__Prompt__
Write each record again exactly as it stands.

__Data supplied__

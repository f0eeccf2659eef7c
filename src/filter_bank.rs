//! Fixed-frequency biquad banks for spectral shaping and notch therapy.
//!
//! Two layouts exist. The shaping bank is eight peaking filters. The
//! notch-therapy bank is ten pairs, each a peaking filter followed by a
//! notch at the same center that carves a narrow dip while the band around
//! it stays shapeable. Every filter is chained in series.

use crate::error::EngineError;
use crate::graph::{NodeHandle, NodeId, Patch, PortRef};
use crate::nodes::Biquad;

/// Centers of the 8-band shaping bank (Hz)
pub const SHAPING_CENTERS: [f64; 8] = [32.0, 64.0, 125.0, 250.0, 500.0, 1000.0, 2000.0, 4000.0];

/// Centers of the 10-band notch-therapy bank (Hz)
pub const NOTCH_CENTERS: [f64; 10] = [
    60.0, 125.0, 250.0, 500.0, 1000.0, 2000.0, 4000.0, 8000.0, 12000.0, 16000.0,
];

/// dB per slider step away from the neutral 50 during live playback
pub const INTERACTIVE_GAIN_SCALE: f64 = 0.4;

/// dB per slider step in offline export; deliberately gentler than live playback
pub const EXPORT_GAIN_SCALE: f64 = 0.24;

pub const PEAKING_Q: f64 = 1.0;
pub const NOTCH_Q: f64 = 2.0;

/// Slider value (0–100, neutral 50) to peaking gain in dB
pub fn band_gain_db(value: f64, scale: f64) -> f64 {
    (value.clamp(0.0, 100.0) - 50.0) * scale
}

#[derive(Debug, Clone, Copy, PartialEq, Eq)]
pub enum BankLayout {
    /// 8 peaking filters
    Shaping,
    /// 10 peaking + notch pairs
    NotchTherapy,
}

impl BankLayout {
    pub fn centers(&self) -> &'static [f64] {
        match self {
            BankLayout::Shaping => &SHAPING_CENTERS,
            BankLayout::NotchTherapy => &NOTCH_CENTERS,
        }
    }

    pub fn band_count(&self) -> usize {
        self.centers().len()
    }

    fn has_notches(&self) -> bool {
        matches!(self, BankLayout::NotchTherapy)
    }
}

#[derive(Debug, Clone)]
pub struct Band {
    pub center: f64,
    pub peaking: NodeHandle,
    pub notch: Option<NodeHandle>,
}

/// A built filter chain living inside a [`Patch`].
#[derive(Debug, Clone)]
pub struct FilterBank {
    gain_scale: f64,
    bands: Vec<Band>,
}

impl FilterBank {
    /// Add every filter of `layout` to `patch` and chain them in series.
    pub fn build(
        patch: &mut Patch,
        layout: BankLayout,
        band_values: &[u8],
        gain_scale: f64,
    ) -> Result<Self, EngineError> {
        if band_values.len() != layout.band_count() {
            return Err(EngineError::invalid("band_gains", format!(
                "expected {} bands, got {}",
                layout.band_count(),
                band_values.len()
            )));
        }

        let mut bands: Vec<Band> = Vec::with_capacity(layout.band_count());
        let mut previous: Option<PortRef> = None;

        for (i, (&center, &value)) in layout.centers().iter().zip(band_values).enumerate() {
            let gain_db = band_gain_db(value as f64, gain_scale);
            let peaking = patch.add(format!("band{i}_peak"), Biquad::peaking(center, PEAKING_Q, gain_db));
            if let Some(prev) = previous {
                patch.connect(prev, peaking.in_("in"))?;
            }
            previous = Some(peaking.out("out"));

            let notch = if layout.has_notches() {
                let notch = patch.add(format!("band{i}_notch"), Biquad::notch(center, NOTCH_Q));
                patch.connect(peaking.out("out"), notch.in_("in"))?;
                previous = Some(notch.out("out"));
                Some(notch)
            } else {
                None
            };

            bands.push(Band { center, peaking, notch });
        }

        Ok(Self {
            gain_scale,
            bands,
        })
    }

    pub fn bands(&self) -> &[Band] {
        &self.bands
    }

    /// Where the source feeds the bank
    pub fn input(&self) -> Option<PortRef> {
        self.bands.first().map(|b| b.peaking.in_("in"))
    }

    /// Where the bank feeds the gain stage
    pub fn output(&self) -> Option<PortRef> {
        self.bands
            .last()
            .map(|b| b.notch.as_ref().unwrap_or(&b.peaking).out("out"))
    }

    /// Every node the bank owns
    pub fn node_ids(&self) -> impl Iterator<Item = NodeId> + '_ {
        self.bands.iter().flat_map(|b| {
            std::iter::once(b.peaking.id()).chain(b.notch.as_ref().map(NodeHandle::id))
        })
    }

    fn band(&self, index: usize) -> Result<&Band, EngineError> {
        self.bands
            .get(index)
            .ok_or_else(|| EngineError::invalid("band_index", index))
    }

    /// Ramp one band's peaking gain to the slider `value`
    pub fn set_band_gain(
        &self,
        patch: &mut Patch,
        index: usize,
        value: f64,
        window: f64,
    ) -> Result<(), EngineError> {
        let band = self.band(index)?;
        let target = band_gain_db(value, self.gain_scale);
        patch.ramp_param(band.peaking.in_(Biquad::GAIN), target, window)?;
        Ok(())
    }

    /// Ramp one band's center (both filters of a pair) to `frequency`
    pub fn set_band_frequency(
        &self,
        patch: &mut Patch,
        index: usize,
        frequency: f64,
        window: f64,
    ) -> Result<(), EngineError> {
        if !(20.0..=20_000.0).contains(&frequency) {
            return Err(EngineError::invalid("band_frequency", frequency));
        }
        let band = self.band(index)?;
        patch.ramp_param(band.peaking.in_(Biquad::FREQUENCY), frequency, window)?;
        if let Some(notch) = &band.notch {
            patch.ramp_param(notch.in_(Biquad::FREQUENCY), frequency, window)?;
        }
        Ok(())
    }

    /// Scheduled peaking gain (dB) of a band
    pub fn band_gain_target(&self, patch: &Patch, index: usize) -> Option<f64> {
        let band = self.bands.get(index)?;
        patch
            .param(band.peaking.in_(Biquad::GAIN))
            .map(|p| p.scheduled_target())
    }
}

__Written solution__
repository f0eeccf2659eef7c
filename src/filter_bank.rs
//! Fixed-frequency biquad banks for spectral shaping and notch therapy.
//!
//! Two layouts exist. The shaping bank is eight peaking filters. The
//! notch-therapy bank is ten pairs, each a peaking filter followed by a
//! notch at the same center that carves a narrow dip while the band around
//! it stays shapeable. Every filter is chained in series.

use crate::error::EngineError;
use crate::graph::{NodeHandle, NodeId, Patch, PortRef};
use crate::nodes::Biquad;

/// Centers of the 8-band shaping bank (Hz)
pub const SHAPING_CENTERS: [f64; 8] = [32.0, 64.0, 125.0, 250.0, 500.0, 1000.0, 2000.0, 4000.0];

/// Centers of the 10-band notch-therapy bank (Hz)
pub const NOTCH_CENTERS: [f64; 10] = [
    60.0, 125.0, 250.0, 500.0, 1000.0, 2000.0, 4000.0, 8000.0, 12000.0, 16000.0,
];

/// dB per slider step away from the neutral 50 during live playback
pub const INTERACTIVE_GAIN_SCALE: f64 = 0.4;

/// dB per slider step in offline export; deliberately gentler than live playback
pub const EXPORT_GAIN_SCALE: f64 = 0.24;

pub const PEAKING_Q: f64 = 1.0;
pub const NOTCH_Q: f64 = 2.0;

/// Slider value (0–100, neutral 50) to peaking gain in dB
pub fn band_gain_db(value: f64, scale: f64) -> f64 {
    (value.clamp(0.0, 100.0) - 50.0) * scale
}

#[derive(Debug, Clone, Copy, PartialEq, Eq)]
pub enum BankLayout {
    /// 8 peaking filters
    Shaping,
    /// 10 peaking + notch pairs
    NotchTherapy,
}

impl BankLayout {
    pub fn centers(&self) -> &'static [f64] {
        match self {
            BankLayout::Shaping => &SHAPING_CENTERS,
            BankLayout::NotchTherapy => &NOTCH_CENTERS,
        }
    }

    pub fn band_count(&self) -> usize {
        self.centers().len()
    }

    fn has_notches(&self) -> bool {
        matches!(self, BankLayout::NotchTherapy)
    }
}

#[derive(Debug, Clone)]
pub struct Band {
    pub center: f64,
    pub peaking: NodeHandle,
    pub notch: Option<NodeHandle>,
}

/// A built filter chain living inside a [`Patch`].
#[derive(Debug, Clone)]
pub struct FilterBank {
    gain_scale: f64,
    bands: Vec<Band>,
}

impl FilterBank {
    /// Add every filter of `layout` to `patch` and chain them in series.
    pub fn build(
        patch: &mut Patch,
        layout: BankLayout,
        band_values: &[u8],
        gain_scale: f64,
    ) -> Result<Self, EngineError> {
        if band_values.len() != layout.band_count() {
            return Err(EngineError::invalid("band_gains", format!(
                "expected {} bands, got {}",
                layout.band_count(),
                band_values.len()
            )));
        }

        let mut bands: Vec<Band> = Vec::with_capacity(layout.band_count());
        let mut previous: Option<PortRef> = None;

        for (i, (&center, &value)) in layout.centers().iter().zip(band_values).enumerate() {
            let gain_db = band_gain_db(value as f64, gain_scale);
            let peaking = patch.add(format!("band{i}_peak"), Biquad::peaking(center, PEAKING_Q, gain_db));
            if let Some(prev) = previous {
                patch.connect(prev, peaking.in_("in"))?;
            }
            previous = Some(peaking.out("out"));

            let notch = if layout.has_notches() {
                let notch = patch.add(format!("band{i}_notch"), Biquad::notch(center, NOTCH_Q));
                patch.connect(peaking.out("out"), notch.in_("in"))?;
                previous = Some(notch.out("out"));
                Some(notch)
            } else {
                None
            };

            bands.push(Band { center, peaking, notch });
        }

        Ok(Self {
            gain_scale,
            bands,
        })
    }

    pub fn bands(&self) -> &[Band] {
        &self.bands
    }

    /// Where the source feeds the bank
    pub fn input(&self) -> Option<PortRef> {
        self.bands.first().map(|b| b.peaking.in_("in"))
    }

    /// Where the bank feeds the gain stage
    pub fn output(&self) -> Option<PortRef> {
        self.bands
            .last()
            .map(|b| b.notch.as_ref().unwrap_or(&b.peaking).out("out"))
    }

    /// Every node the bank owns
    pub fn node_ids(&self) -> impl Iterator<Item = NodeId> + '_ {
        self.bands.iter().flat_map(|b| {
            std::iter::once(b.peaking.id()).chain(b.notch.as_ref().map(NodeHandle::id))
        })
    }

    fn band(&self, index: usize) -> Result<&Band, EngineError> {
        self.bands
            .get(index)
            .ok_or_else(|| EngineError::invalid("band_index", index))
    }

    /// Ramp one band's peaking gain to the slider `value`
    pub fn set_band_gain(
        &self,
        patch: &mut Patch,
        index: usize,
        value: f64,
        window: f64,
    ) -> Result<(), EngineError> {
        let band = self.band(index)?;
        let target = band_gain_db(value, self.gain_scale);
        patch.ramp_param(band.peaking.in_(Biquad::GAIN), target, window)?;
        Ok(())
    }

    /// Ramp one band's center (both filters of a pair) to `frequency`
    pub fn set_band_frequency(
        &self,
        patch: &mut Patch,
        index: usize,
        frequency: f64,
        window: f64,
    ) -> Result<(), EngineError> {
        if !(20.0..=20_000.0).contains(&frequency) {
            return Err(EngineError::invalid("band_frequency", frequency));
        }
        let band = self.band(index)?;
        patch.ramp_param(band.peaking.in_(Biquad::FREQUENCY), frequency, window)?;
        if let Some(notch) = &band.notch {
            patch.ramp_param(notch.in_(Biquad::FREQUENCY), frequency, window)?;
        }
        Ok(())
    }

    /// Scheduled peaking gain (dB) of a band
    pub fn band_gain_target(&self, patch: &Patch, index: usize) -> Option<f64> {
        let band = self.bands.get(index)?;
        patch
            .param(band.peaking.in_(Biquad::GAIN))
            .map(|p| p.scheduled_target())
    }
}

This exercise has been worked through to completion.